Radiation Levels in Chernobyl Spikes 16 Times Higher After Forest Fire

Forest Fire
Ukrainian firemen labored into Sunday late evening attempting to put out two forest blazes in the area around the Chernobyl nuclear power station. pixabay / skeeze

Ukrainian firemen labored into Sunday late evening attempting to put out two forest blazes in the area around the Chernobyl nuclear power station, which was evacuated because of radioactive contamination after the 1986 explosion at the plant.

Ukraine's emergency service said one of the flames, covering about five hectares, had been localized. On the other hand, the other fire was around 20 hectares. Earlier Sunday, the head of the state ecological inspection service, Yehor Firsov, said the flames had spread to around 100 hectares. The difference in sizes could not promptly be settled.

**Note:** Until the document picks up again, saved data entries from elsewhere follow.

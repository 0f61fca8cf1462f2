// ============================================================
// Layer 1 — CLI / Presentation Layer
// ============================================================
// Entry point for all user interaction. Parses arguments with
// clap, builds the RagConfig, and hands off to the service.
// All retrieval logic lives in Layers 2–5.
//
// Reference: Rust Book §7 (Modules), §12 (CLI programs)

pub mod commands;

use anyhow::{bail, Result};
use clap::Parser;
use commands::{AskArgs, Commands, ConfigArgs, GlobalArgs};

use crate::application::{config::RagConfig, rag_service::RagService};
use crate::infra::config_store::ConfigStore;

/// Questions run by `demo`
const DEMO_QUESTIONS: &[&str] = &[
    "What is Python?",
    "How do I install Python?",
    "What are variables in Python?",
    "How do I create a function in Python?",
];

#[derive(Parser, Debug)]
#[command(
    name = "book-rag",
    version,
    about = "Answer questions from a book split into chapter text files."
)]
pub struct Cli {
    #[command(flatten)]
    pub global: GlobalArgs,

    #[command(subcommand)]
    pub command: Commands,
}

impl Cli {
    pub fn run(self) -> Result<()> {
        let config = self.resolve_config()?;

        match self.command {
            Commands::Ask(args)    => run_ask(config, args),
            Commands::Chapters     => run_chapters(config),
            Commands::Demo         => run_demo(config),
            Commands::Config(args) => run_config(config, args),
        }
    }

    /// Defaults ← config file ← command-line flags
    fn resolve_config(&self) -> Result<RagConfig> {
        let mut config = match &self.global.config {
            Some(path) => ConfigStore::new(path).load()?,
            None => RagConfig::default(),
        };

        if let Some(dir) = &self.global.chapters_dir {
            config.chapters_dir = dir.clone();
        }
        Ok(config)
    }
}

/// Build and initialize the service; a failed load is reported,
/// not fatal, so `ask` still prints the not-initialized reply.
fn start_service(config: RagConfig) -> Result<RagService> {
    let dir     = config.chapters_dir.clone();
    let mut rag = RagService::new(config)?;

    if rag.initialize() {
        tracing::info!("Simple RAG system initialized from '{}'", dir);
    } else {
        tracing::warn!("RAG system not available, no chapters in '{}'", dir);
    }
    Ok(rag)
}

fn run_ask(mut config: RagConfig, args: AskArgs) -> Result<()> {
    if let Some(k) = args.top_k {
        config.top_k = k;
    }

    let rag = start_service(config)?;

    if args.json {
        let answer = rag.respond(&args.question);
        println!("{}", serde_json::to_string_pretty(&answer)?);
    } else {
        println!("{}", rag.query(&args.question));
    }
    Ok(())
}

fn run_chapters(config: RagConfig) -> Result<()> {
    let rag = start_service(config)?;
    if !rag.is_ready() {
        bail!("No chapters found in '{}'", rag.config().chapters_dir);
    }

    for doc in rag.corpus() {
        println!("{:<24} {}", doc.id, doc.title);
    }
    Ok(())
}

fn run_demo(config: RagConfig) -> Result<()> {
    let rag = start_service(config)?;
    if !rag.is_ready() {
        bail!("Failed to initialize RAG system");
    }

    for (i, question) in DEMO_QUESTIONS.iter().enumerate() {
        println!("\n❓ Query {}: {}", i + 1, question);
        println!("💡 Answer: {}", rag.query(question));
    }
    Ok(())
}

fn run_config(config: RagConfig, args: ConfigArgs) -> Result<()> {
    if let Some(path) = args.write {
        ConfigStore::new(path).save(&config)?;
    }
    println!("{}", serde_json::to_string_pretty(&config)?);
    Ok(())
}

// ─── Unit Tests ───────────────────────────────────────────────────────────────
#[cfg(test)]
mod tests {
    use super::*;

    #[test]
    fn test_cli_definition_is_valid() {
        use clap::CommandFactory;
        Cli::command().debug_assert();
    }

    #[test]
    fn test_chapters_dir_flag_overrides_default() {
        let cli = Cli::parse_from(["book-rag", "--chapters-dir", "books/rust", "chapters"]);
        assert_eq!(cli.resolve_config().unwrap().chapters_dir, "books/rust");
    }

    #[test]
    fn test_flag_overrides_config_file() {
        let dir  = tempfile::tempdir().unwrap();
        let path = dir.path().join("config.json");
        std::fs::write(&path, r#"{ "chapters_dir": "from/file", "top_k": 9 }"#).unwrap();

        let cli = Cli::parse_from([
            "book-rag",
            "ask",
            "--question",
            "What is Python?",
            "--config",
            path.to_str().unwrap(),
            "--chapters-dir",
            "from/flag",
        ]);
        let config = cli.resolve_config().unwrap();
        assert_eq!(config.chapters_dir, "from/flag");
        assert_eq!(config.top_k, 9);
    }

    #[test]
    fn test_ask_args_parse() {
        let cli = Cli::parse_from(["book-rag", "ask", "--question", "loops?", "--top-k", "3", "--json"]);
        match cli.command {
            Commands::Ask(args) => {
                assert_eq!(args.question, "loops?");
                assert_eq!(args.top_k, Some(3));
                assert!(args.json);
            }
            other => panic!("unexpected command: {other:?}"),
        }
    }
}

Firsov said radiation levels at the fire were significantly higher than normal. In any case, the emergency service said radiation levels in the capital of Kyiv, about 100 kilometers south, were within standards.

The flames were inside the 2,600-square-kilometer (1,000-square-mile) Chernobyl Exclusion Zone established after the 1986 accident at the plant that sent a haze of radioactive fallout over much of Europe. The zone is largely uninhabited, although around 200 people have stayed in spite of requests to leave.

The Chernobyl Accident 1986

The April 1986 disaster at the Chernobyl nuclear power plant in Ukraine was the result of an imperfect Soviet reactor design combined with serious mistakes made by the plant operators. It was an immediate outcome of Cold War separation and the subsequent absence of any safety culture.

The accident annihilated the Chernobyl 4 reactor, killing 30 operators and firefighters within three months and several further deaths later. One individual was killed quickly and a second died in hospital not long after as a result of wounds received. Another person is reported to have died at the time from a coronary thrombosis. Acute radiation syndrome was initially diagnosed in 237 people on-site and associated with the clean-up and it was later affirmed in 134 cases.

Of these, 28 individuals died as a result of acute radiation syndrome within half a month of the accident. Nineteen more workers consequently died between 1987 and 2004, however, their deaths cannot necessarily be credited to radiation exposure. Nobody off-site experienced from acute radiation effects although a significant, however questionable, portion of the thyroid cancers analyzed since the accident in patients who were children at the time are likely to be due to intake of radioactive iodine fallout.

Furthermore, enormous areas of Belarus, Ukraine, Russia, and beyond were contaminated in changing degrees.


Lasting aftermath of the Chernobyl disaster

The Chernobyl disaster was the only accident in the history of commercial nuclear power where radiation-related fatalities happened. The plan of the reactor is unique and in that respect, the accident is thus of little relevance to the rest of the nuclear industry outside the then Eastern Bloc. In any case, it prompted significant changes in security culture and in industry cooperation, especially among East and West before the end of the Soviet Union.

The former President Gorbachev said that the Chernobyl accident was an increasingly significant factor in the fall of the Soviet Union than Perestroika, his program of liberal change reactor is remarkable and in that respect, the accident is thus of little importance to the rest of the nuclear industry outside the then Eastern Bloc.

In any case, it prompted significant changes in security culture and in industry cooperation, especially among East and West before the end of the Soviet Union. Former President Gorbachev said that the Chernobyl accident was an increasingly significant factor of the Soviet Union than Perestroika his program of liberal reform.